Esmeralda Mahecha, habitante de Techotiba, productora popular de Cine Dilettante, participante de Aquelarre Techotiva, Llamarada Violeta y festival Vaginas Ruidosas Punk, también reconoce la protección, la defensa y la exigencia de que ese monumento sea cuidado. Sin embargo, como ella misma lo expresa, algo que es transversal a los feminismos es la defensa de la dignidad de las mujeres, de su vida y de su cuerpo como primer territorio: “En ese sentido, también hay otros grupos de mujeres que, ante la realidad que estamos viviendo, absurda y aterradora con los datos que muestran la muerte de una mujer cada 6 horas en nuestro país —y además sabemos que los datos oficiales siempre son un subregistro—, con la absoluta impunidad, con la angustiante cantidad de desapariciones, ellas con toda la digna rabia se están tomando el monumento para expresarse y para consignar ahí su rabia y su reclamo. Ante esto, la policía y el Estado tienen una posición muy contradictoria, que es la de cuidar las estructuras y lo físico como patrimonio, cuando no cuidan la vida. Esta es una posición de un patriotismo colonial, y aparte de eso también es una posición muy capitalista, donde el cemento y la infraestructura está por encima de la vida”.

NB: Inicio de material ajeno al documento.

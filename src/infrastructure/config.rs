//! Configuration infrastructure
//!
//! Layered loading through the `config` crate:
//! 1. Built-in defaults (see [`defaults`])
//! 2. Optional TOML file (`show-sync.toml`, or the path in `SHOW_SYNC_CONFIG`)
//! 3. Environment variables prefixed with `SHOW_SYNC_`, `__` separating nested keys
//!    (e.g. `SHOW_SYNC_WORKERS__COUNT=2`)
//!
//! Destination credentials may also be supplied through `UMB_PROJECT_ALIAS` and `API_KEY`.

use serde::{Deserialize, Serialize};
use std::path::{Path, PathBuf};
use std::time::Duration;
use thiserror::Error;

#[derive(Error, Debug)]
pub enum ConfigError {
    #[error("Failed to load config: {source}")]
    Load {
        #[from]
        source: config::ConfigError,
    },

    #[error("Configuration validation failed: {message}")]
    Validation { message: String },
}

impl ConfigError {
    fn validation(message: impl Into<String>) -> Self {
        Self::Validation {
            message: message.into(),
        }
    }
}

/// Complete application configuration
#[derive(Debug, Clone, Serialize, Deserialize)]
#[serde(default)]
pub struct AppConfig {
    /// Upstream catalog (read only)
    pub source: SourceConfig,

    /// Headless CMS receiving the shows
    pub destination: DestinationConfig,

    /// Page worker pool
    pub workers: WorkerConfig,

    /// Backoff policy for uploads and writes
    pub retry: RetryConfig,

    pub logging: LoggingConfig,

    /// Compute decisions without issuing uploads or writes
    pub dry_run: bool,
}

#[derive(Debug, Clone, Serialize, Deserialize)]
#[serde(default)]
pub struct SourceConfig {
    /// Catalog endpoint; pages are requested as `{base_url}?page={n}`
    pub base_url: String,

    /// Highest page index dispatched. Paging stops earlier at end-of-data.
    pub max_page: u32,

    pub request_timeout_seconds: u64,
}

#[derive(Debug, Clone, Serialize, Deserialize)]
#[serde(default)]
pub struct DestinationConfig {
    /// API root, with trailing slash (e.g. `https://api.example.net/`)
    pub base_url: String,

    /// Sent as `umb-project-alias`
    pub project_alias: String,

    /// Sent as `Api-Key`
    pub api_key: String,

    /// Items per page when reading the store back
    pub page_size: u32,

    /// Culture key of localized properties
    pub language: String,

    /// Document type of created shows
    pub content_type_alias: String,

    /// Element type of genre blocks
    pub genre_content_type_alias: String,

    /// Appended to sanitized media file names
    pub image_extension: String,

    pub max_requests_per_second: u32,

    pub request_timeout_seconds: u64,

    /// Parallel page reads while building the index
    pub index_fetch_concurrency: usize,
}

#[derive(Debug, Clone, Serialize, Deserialize)]
#[serde(default)]
pub struct WorkerConfig {
    /// Long-lived workers pulling page indices
    pub count: usize,

    /// Bounded page queue capacity (defaults to the worker count when zero)
    pub queue_capacity: usize,
}

#[derive(Debug, Clone, Serialize, Deserialize)]
#[serde(default)]
pub struct RetryConfig {
    pub max_attempts: u32,
    pub initial_delay_ms: u64,
    pub max_delay_ms: u64,
}

/// Logging configuration settings
#[derive(Debug, Clone, Serialize, Deserialize)]
#[serde(default)]
pub struct LoggingConfig {
    /// Log level: "error", "warn", "info", "debug", "trace"
    pub level: String,

    /// Write JSON lines to a log file in addition to the console
    pub file_output: bool,

    /// Use JSON formatting for the file layer
    pub json_format: bool,

    /// Directory for log files, relative to the working directory
    pub directory: PathBuf,

    pub file_name: String,
}

/// Default values, mostly taken from the production deployment
pub mod defaults {
    pub const SOURCE_BASE_URL: &str = "https://api.tvmaze.com/shows";
    pub const SOURCE_MAX_PAGE: u32 = 500;
    pub const DESTINATION_BASE_URL: &str = "https://api.rainbowsrock.net/";
    pub const PAGE_SIZE: u32 = 250;
    pub const LANGUAGE: &str = "en-US";
    pub const CONTENT_TYPE_ALIAS: &str = "tVShow";
    pub const GENRE_CONTENT_TYPE_ALIAS: &str = "genre";
    pub const IMAGE_EXTENSION: &str = ".jpg";
    pub const MAX_REQUESTS_PER_SECOND: u32 = 10;
    pub const REQUEST_TIMEOUT_SECONDS: u64 = 10;
    pub const INDEX_FETCH_CONCURRENCY: usize = 4;
    pub const WORKER_COUNT: usize = 4;
    pub const RETRY_MAX_ATTEMPTS: u32 = 8;
    pub const RETRY_INITIAL_DELAY_MS: u64 = 200;
    pub const RETRY_MAX_DELAY_MS: u64 = 10_000;
    pub const LOG_LEVEL: &str = "info";
    pub const LOG_DIRECTORY: &str = "logs";
    pub const LOG_FILE_NAME: &str = "show-sync.log";
    pub const CONFIG_FILE: &str = "show-sync.toml";
    pub const CONFIG_PATH_ENV: &str = "SHOW_SYNC_CONFIG";
    pub const ENV_PREFIX: &str = "SHOW_SYNC";
    pub const PROJECT_ALIAS_ENV: &str = "UMB_PROJECT_ALIAS";
    pub const API_KEY_ENV: &str = "API_KEY";
}

impl Default for AppConfig {
    fn default() -> Self {
        Self {
            source: SourceConfig::default(),
            destination: DestinationConfig::default(),
            workers: WorkerConfig::default(),
            retry: RetryConfig::default(),
            logging: LoggingConfig::default(),
            dry_run: false,
        }
    }
}

impl Default for SourceConfig {
    fn default() -> Self {
        Self {
            base_url: defaults::SOURCE_BASE_URL.to_string(),
            max_page: defaults::SOURCE_MAX_PAGE,
            request_timeout_seconds: defaults::REQUEST_TIMEOUT_SECONDS,
        }
    }
}

impl Default for DestinationConfig {
    fn default() -> Self {
        Self {
            base_url: defaults::DESTINATION_BASE_URL.to_string(),
            project_alias: String::new(),
            api_key: String::new(),
            page_size: defaults::PAGE_SIZE,
            language: defaults::LANGUAGE.to_string(),
            content_type_alias: defaults::CONTENT_TYPE_ALIAS.to_string(),
            genre_content_type_alias: defaults::GENRE_CONTENT_TYPE_ALIAS.to_string(),
            image_extension: defaults::IMAGE_EXTENSION.to_string(),
            max_requests_per_second: defaults::MAX_REQUESTS_PER_SECOND,
            request_timeout_seconds: defaults::REQUEST_TIMEOUT_SECONDS,
            index_fetch_concurrency: defaults::INDEX_FETCH_CONCURRENCY,
        }
    }
}

impl Default for WorkerConfig {
    fn default() -> Self {
        Self {
            count: defaults::WORKER_COUNT,
            queue_capacity: 0,
        }
    }
}

impl Default for RetryConfig {
    fn default() -> Self {
        Self {
            max_attempts: defaults::RETRY_MAX_ATTEMPTS,
            initial_delay_ms: defaults::RETRY_INITIAL_DELAY_MS,
            max_delay_ms: defaults::RETRY_MAX_DELAY_MS,
        }
    }
}

impl Default for LoggingConfig {
    fn default() -> Self {
        Self {
            level: defaults::LOG_LEVEL.to_string(),
            file_output: false,
            json_format: true,
            directory: PathBuf::from(defaults::LOG_DIRECTORY),
            file_name: defaults::LOG_FILE_NAME.to_string(),
        }
    }
}

impl DestinationConfig {
    /// `base_url` joined with `path`, tolerating a missing trailing slash.
    pub fn endpoint(&self, path: &str) -> String {
        format!("{}/{}", self.base_url.trim_end_matches('/'), path)
    }
}

impl WorkerConfig {
    pub fn effective_queue_capacity(&self) -> usize {
        if self.queue_capacity == 0 {
            self.count.max(1)
        } else {
            self.queue_capacity
        }
    }
}

impl RetryConfig {
    pub fn initial_delay(&self) -> Duration {
        Duration::from_millis(self.initial_delay_ms)
    }

    pub fn max_delay(&self) -> Duration {
        Duration::from_millis(self.max_delay_ms)
    }
}

impl AppConfig {
    /// Load defaults, the config file (if any) and the environment.
    pub fn load() -> Result<Self, ConfigError> {
        let path = std::env::var(defaults::CONFIG_PATH_ENV)
            .map_or_else(|_| PathBuf::from(defaults::CONFIG_FILE), PathBuf::from);
        Self::load_from(Some(&path))
    }

    /// Same as [`AppConfig::load`] but with an explicit config file path.
    pub fn load_from(path: Option<&Path>) -> Result<Self, ConfigError> {
        let mut builder = config::Config::builder()
            .add_source(config::Config::try_from(&Self::default())?);

        if let Some(path) = path {
            builder = builder.add_source(
                config::File::from(path)
                    .format(config::FileFormat::Toml)
                    .required(false),
            );
        }

        let settings = builder
            .add_source(
                config::Environment::with_prefix(defaults::ENV_PREFIX)
                    .prefix_separator("_")
                    .separator("__")
                    .try_parsing(true),
            )
            .build()?;

        let mut config: Self = settings.try_deserialize()?;
        config.apply_credential_fallback(|key| std::env::var(key).ok());
        config.validate()?;
        Ok(config)
    }

    /// Fill empty credentials from the plain `UMB_PROJECT_ALIAS` / `API_KEY` variables.
    pub fn apply_credential_fallback<F>(&mut self, lookup: F)
    where
        F: Fn(&str) -> Option<String>,
    {
        if self.destination.project_alias.is_empty() {
            if let Some(alias) = lookup(defaults::PROJECT_ALIAS_ENV) {
                self.destination.project_alias = alias.trim().to_string();
            }
        }
        if self.destination.api_key.is_empty() {
            if let Some(key) = lookup(defaults::API_KEY_ENV) {
                self.destination.api_key = key.trim().to_string();
            }
        }
    }

    pub fn validate(&self) -> Result<(), ConfigError> {
        if self.source.base_url.trim().is_empty() {
            return Err(ConfigError::validation("source.base_url must not be empty"));
        }
        if self.destination.base_url.trim().is_empty() {
            return Err(ConfigError::validation(
                "destination.base_url must not be empty",
            ));
        }
        if self.destination.page_size == 0 {
            return Err(ConfigError::validation(
                "destination.page_size must be greater than 0",
            ));
        }
        if self.destination.max_requests_per_second == 0 {
            return Err(ConfigError::validation(
                "destination.max_requests_per_second must be greater than 0",
            ));
        }
        if self.destination.index_fetch_concurrency == 0 {
            return Err(ConfigError::validation(
                "destination.index_fetch_concurrency must be greater than 0",
            ));
        }
        if self.workers.count == 0 {
            return Err(ConfigError::validation(
                "workers.count must be greater than 0",
            ));
        }
        if self.retry.max_attempts == 0 {
            return Err(ConfigError::validation(
                "retry.max_attempts must be greater than 0",
            ));
        }
        if self.retry.initial_delay_ms > self.retry.max_delay_ms {
            return Err(ConfigError::validation(
                "retry.initial_delay_ms cannot be greater than retry.max_delay_ms",
            ));
        }
        if !self.dry_run
            && (self.destination.project_alias.is_empty() || self.destination.api_key.is_empty())
        {
            return Err(ConfigError::validation(format!(
                "destination credentials missing: set destination.project_alias/api_key or {}/{}",
                defaults::PROJECT_ALIAS_ENV,
                defaults::API_KEY_ENV
            )));
        }
        Ok(())
    }
}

Las habitantes de estos territorios han apropiado, reinterpretado y transformado este monumento que, al estar en el espacio público, se convierte en un escenario de disputas, pero también de acogida de esas mujeres que, tan solo por estar ahí, también han sido objeto de violencias, y que son el reflejo de la necesidad de mantener la voz encendida en defensa de la vida de las mujeres del territorio Techotiba.